CycleGANU-NetPatchGANInstanceNorm
CycleGAN
Problem

Real-world domain translation often lacks paired examples—you have selfies and anime portraits, but not pixel-aligned pairs. CycleGAN asks: can two generators learn A→B and B→A mappings such that round-tripping preserves content, without ever seeing matched training pairs?

Dataset

Selfie2Anime dataset: unpaired domains with trainA/trainB (3,400 images) and testA/testB (100 images). Domain A = real selfies, domain B = anime portraits. Images resized to 128×128, tensorized, and normalized to [-1, 1]. Each batch samples random images from each domain independently—no alignment required.

Approach

Two U-Net generators (G_AB: selfie→anime, G_BA: anime→selfie) with InstanceNorm and LeakyReLU, plus two PatchGAN discriminators (D_A, D_B) using MSE (LSGAN-style) targets. Generator loss combines adversarial terms, cycle-consistency L1 (λ_cycle=10), and identity L1 (λ_id=5) so that G_BA(G_AB(x)) ≈ x and generators leave in-domain images unchanged. InstanceNorm replaces BatchNorm for better GAN stability on small batches.

Training

Batch size 16, 100 epochs (~213 steps/epoch). Adam lr=0.0002, β1=0.5, β2=0.999. λ_cycle=10, λ_identity=5. Discriminator and generator updated alternately each step.

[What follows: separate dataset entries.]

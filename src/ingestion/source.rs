//! Where manifest and CSV bytes come from.
//!
//! A [`Source`] resolves manifest entries against a fixed base location and opens streaming
//! readers for them. [`LocalDirSource`] serves files from a directory; `HttpSource` (feature
//! `http`) fetches them from a base URL.

use std::fs::File;
use std::io::{BufReader, Read};
use std::path::{Path, PathBuf};

use crate::error::IngestionResult;

/// Streaming reader handed to the CSV decoder on a worker thread.
pub type SourceReader = Box<dyn Read + Send>;

/// Resolves and opens manifest/CSV resources.
pub trait Source: Send + Sync {
    /// Resolve a manifest entry (a bare file name) to a location this source can open.
    fn resolve(&self, name: &str) -> String;

    /// Open `location` for streaming reads.
    fn open(&self, location: &str) -> IngestionResult<SourceReader>;

    /// Size of the resource in bytes, if cheaply known. Failures are reported as `None`.
    fn content_length(&self, _location: &str) -> Option<u64> {
        None
    }
}

/// Serves files from a local directory.
#[derive(Debug, Clone)]
pub struct LocalDirSource {
    base: PathBuf,
}

impl LocalDirSource {
    /// Create a source rooted at `base`.
    pub fn new(base: impl AsRef<Path>) -> Self {
        Self {
            base: base.as_ref().to_path_buf(),
        }
    }

    /// The directory entries are resolved against.
    pub fn base(&self) -> &Path {
        &self.base
    }
}

impl Source for LocalDirSource {
    fn resolve(&self, name: &str) -> String {
        self.base.join(name).to_string_lossy().into_owned()
    }

    fn open(&self, location: &str) -> IngestionResult<SourceReader> {
        let file = File::open(location)?;
        Ok(Box::new(BufReader::new(file)))
    }

    fn content_length(&self, location: &str) -> Option<u64> {
        std::fs::metadata(location).ok().map(|m| m.len())
    }
}

#[cfg(feature = "http")]
pub use http::HttpSource;

#[cfg(feature = "http")]
mod http {
    use reqwest::blocking::Client;

    use super::{Source, SourceReader};
    use crate::error::IngestionResult;

    /// Fetches files relative to a base URL with a blocking HTTP client.
    #[derive(Debug, Clone)]
    pub struct HttpSource {
        base: String,
        client: Client,
    }

    impl HttpSource {
        /// Create a source rooted at `base` (e.g. `https://host/site/data/downloads`).
        pub fn new(base: impl Into<String>) -> Self {
            Self::with_client(base, Client::new())
        }

        /// Create a source that reuses an existing client.
        pub fn with_client(base: impl Into<String>, client: Client) -> Self {
            let mut base = base.into();
            while base.ends_with('/') {
                base.pop();
            }
            Self { base, client }
        }
    }

    impl Source for HttpSource {
        fn resolve(&self, name: &str) -> String {
            format!("{}/{}", self.base, name.trim_start_matches('/'))
        }

        fn open(&self, location: &str) -> IngestionResult<SourceReader> {
            let resp = self.client.get(location).send()?.error_for_status()?;
            Ok(Box::new(resp))
        }

        fn content_length(&self, location: &str) -> Option<u64> {
            let resp = self.client.head(location).send().ok()?;
            if !resp.status().is_success() {
                return None;
            }
            resp.headers()
                .get(reqwest::header::CONTENT_LENGTH)?
                .to_str()
                .ok()?
                .parse()
                .ok()
        }
    }
}
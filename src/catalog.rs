//! Download catalog: the manifest's CSV files with metadata parsed from their names.
//!
//! File names follow `Phenotype_Type_Method.csv` (e.g. `AD_Survival_Beta.csv`). Missing parts
//! are left empty.

use std::collections::BTreeSet;

use crate::ingestion::{Manifest, Source};

/// One downloadable file.
#[derive(Debug, Clone, PartialEq, Eq)]
pub struct CatalogEntry {
    pub name: String,
    /// Location resolved against the source.
    pub location: String,
    pub phenotype: String,
    pub r#type: String,
    pub method: String,
    /// Size in bytes, once known.
    pub size_bytes: Option<u64>,
}

impl CatalogEntry {
    /// Build an entry for `name`, splitting its stem on `_`.
    pub fn from_name(name: &str, location: impl Into<String>) -> Self {
        let stem = strip_csv_suffix(name);
        let mut parts = stem.split('_');
        let mut next = || parts.next().unwrap_or_default().to_string();
        let phenotype = next();
        let r#type = next();
        let method = next();
        Self {
            name: name.to_string(),
            location: location.into(),
            phenotype,
            r#type,
            method,
            size_bytes: None,
        }
    }

    /// Human-readable size, blank when unknown.
    pub fn display_size(&self) -> String {
        self.size_bytes.map(human_size).unwrap_or_default()
    }
}

fn strip_csv_suffix(name: &str) -> &str {
    let cut = name.len().saturating_sub(4);
    match name.get(cut..) {
        Some(ext) if ext.eq_ignore_ascii_case(".csv") => &name[..cut],
        _ => name,
    }
}

/// Constraints for [`Catalog::filter`]. Unset or blank fields match everything.
#[derive(Debug, Clone, Default, PartialEq, Eq)]
pub struct CatalogFilter {
    pub phenotype: Option<String>,
    pub r#type: Option<String>,
    pub method: Option<String>,
    /// Case-insensitive substring of the file name.
    pub query: Option<String>,
}

impl CatalogFilter {
    fn matches(&self, entry: &CatalogEntry, query: Option<&str>) -> bool {
        field_matches(self.phenotype.as_deref(), &entry.phenotype)
            && field_matches(self.r#type.as_deref(), &entry.r#type)
            && field_matches(self.method.as_deref(), &entry.method)
            && query.is_none_or(|q| entry.name.to_lowercase().contains(q))
    }
}

fn field_matches(wanted: Option<&str>, actual: &str) -> bool {
    match wanted {
        Some(w) if !w.is_empty() => w == actual,
        _ => true,
    }
}

/// The list of downloadable files, in manifest order.
#[derive(Debug, Clone, Default, PartialEq, Eq)]
pub struct Catalog {
    entries: Vec<CatalogEntry>,
}

impl Catalog {
    /// Entries for every `.csv` file in `manifest`, resolved against `source`.
    pub fn from_manifest(manifest: &Manifest, source: &dyn Source) -> Self {
        let entries = manifest
            .file_refs(source)
            .into_iter()
            .map(|f| CatalogEntry::from_name(&f.label, f.location))
            .collect();
        Self { entries }
    }

    pub fn entries(&self) -> &[CatalogEntry] {
        &self.entries
    }

    pub fn len(&self) -> usize {
        self.entries.len()
    }

    pub fn is_empty(&self) -> bool {
        self.entries.is_empty()
    }

    /// Look up each file's size, one request at a time. Unknown sizes stay `None`.
    pub fn enrich_sizes(&mut self, source: &dyn Source) {
        for entry in &mut self.entries {
            entry.size_bytes = source.content_length(&entry.location);
            if entry.size_bytes.is_none() {
                tracing::debug!(file = %entry.name, "size unavailable");
            }
        }
    }

    /// Entries matching `filter`, in catalog order.
    pub fn filter(&self, filter: &CatalogFilter) -> Vec<&CatalogEntry> {
        let query = filter
            .query
            .as_deref()
            .map(|q| q.trim().to_lowercase())
            .filter(|q| !q.is_empty());
        self.entries
            .iter()
            .filter(|e| filter.matches(e, query.as_deref()))
            .collect()
    }

    /// Distinct non-empty phenotypes, sorted.
    pub fn phenotypes(&self) -> Vec<String> {
        self.entries
            .iter()
            .filter(|e| !e.phenotype.is_empty())
            .map(|e| e.phenotype.clone())
            .collect::<BTreeSet<_>>()
            .into_iter()
            .collect()
    }
}

/// Format a byte count: `"2.00 GB"`, `"1.50 MB"`, otherwise whole kilobytes (at least `"1 KB"`).
pub fn human_size(bytes: u64) -> String {
    let kb = bytes as f64 / 1024.0;
    let mb = kb / 1024.0;
    let gb = mb / 1024.0;
    if gb >= 1.0 {
        format!("{gb:.2} GB")
    } else if mb >= 1.0 {
        format!("{mb:.2} MB")
    } else {
        format!("{} KB", kb.round().max(1.0) as u64)
    }
}
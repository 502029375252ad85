//! `ewas-explorer` loads epigenome-wide association study (EWAS) summary tables from a set of CSV
//! files and serves them as a filterable, sortable, paginated table.
//!
//! A loading session reads a JSON manifest (`{"files": [...]}`), then ingests the listed CSV
//! files one at a time on a background worker thread. Rows arrive in batches and become visible
//! while later files are still loading. A file that fails to load is reported and skipped; rows
//! it already delivered stay loaded.
//!
//! ## Columns
//!
//! Every file must carry the columns `Phenotype`, `Tissue`, `Type`, `Method`, `N`, `CpG`,
//! `Location`, `Gene`, `Beta` and `P` (extra columns are ignored). Each ingested
//! [`types::Row`] also records the manifest entry it came from.
//!
//! Empty or non-numeric `Beta`/`P` cells become NaN: the row is kept, displays blank, and sorts
//! after every number.
//!
//! ## Quick example
//!
//! ```no_run
//! use std::sync::Arc;
//!
//! use ewas_explorer::explorer::{Explorer, ExplorerOptions};
//! use ewas_explorer::ingestion::LocalDirSource;
//! use ewas_explorer::processing::{FilterCriteria, SortKey};
//!
//! // `data/index.json` lists the CSV files under `data/`.
//! let source = Arc::new(LocalDirSource::new("data"));
//! let mut explorer = Explorer::start(source, ExplorerOptions::default());
//! explorer.run_to_completion();
//!
//! explorer.set_criteria(FilterCriteria::default().with_tissue("Blood").with_query("APOE"));
//! explorer.toggle_sort(SortKey::Beta);
//! println!("{}", explorer.surface().text());
//! ```
//!
//! ## Modules
//!
//! - [`ingestion`]: manifest, sources, CSV decoding, the worker and the coordinator
//! - [`processing`]: filtering, sorting and pagination over the loaded rows
//! - [`render`]: frame projection, surfaces and repaint throttling
//! - [`explorer`]: the session wiring them together
//! - [`catalog`]: the download listing built from the same manifest

pub mod catalog;
pub mod error;
pub mod explorer;
pub mod ingestion;
pub mod processing;
pub mod render;
pub mod types;

pub use error::{IngestionError, IngestionResult};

Training was noted as unstable with unusual loss curves—consistent with mode-collapse risk in adversarial unpaired setups.

My Work
  • Built UnpairedImageDataset sampling random images from domains A and B per batch
  • Implemented GeneratorUNet with 7 encoder blocks, bottleneck, and 6 decoder blocks with skip connections
  • Implemented dual PatchGAN discriminators with InstanceNorm
  • Wired cycle-consistency and identity losses into the generator objective
  • Evaluated on 10 test-set pairs and 3 internet selfies + 3 internet anime images outside the training distribution
  • Plotted generator and discriminator loss curves over 100 epochs
Evaluation
  • 100-image held-out test split: bidirectional selfie ↔ anime translation
  • 6 out-of-distribution internet images (3 selfies + 3 anime) not seen during training
  • Sample strip of translated outputs to inspect style transfer across diverse inputs
CycleGAN translations on held-out test set
Test set — selfie → anime and anime → selfie
CycleGAN translations on internet-sourced images
Out-of-distribution internet selfies and anime portraits
CycleGAN translation sample strip
Extended translation samples across inputs
Results
  • 3,400 unpaired training images per direction; 100-image held-out test split
  • Bidirectional translations on test set and out-of-distribution web images
  • Training instability observed—loss curves suggest possible mode collapse during adversarial optimization
  • Qualitative: anime style transfer preserves face pose and composition in many samples
CycleGAN generator and discriminator loss curves
Generator and discriminator losses over 100 epochs
Takeaway

Cycle consistency is the glue that makes unpaired translation possible—it penalizes content drift when you cannot supervise with aligned pairs. The selfie↔anime results were the most visually striking demo of the course, even though GAN training instability reminded me these systems need careful monitoring. Unpaired translation trades data convenience for optimization fragility.

Work completed during Oxford summer coursework. This page shows only my own implementations and outputs; course materials are not redistributed.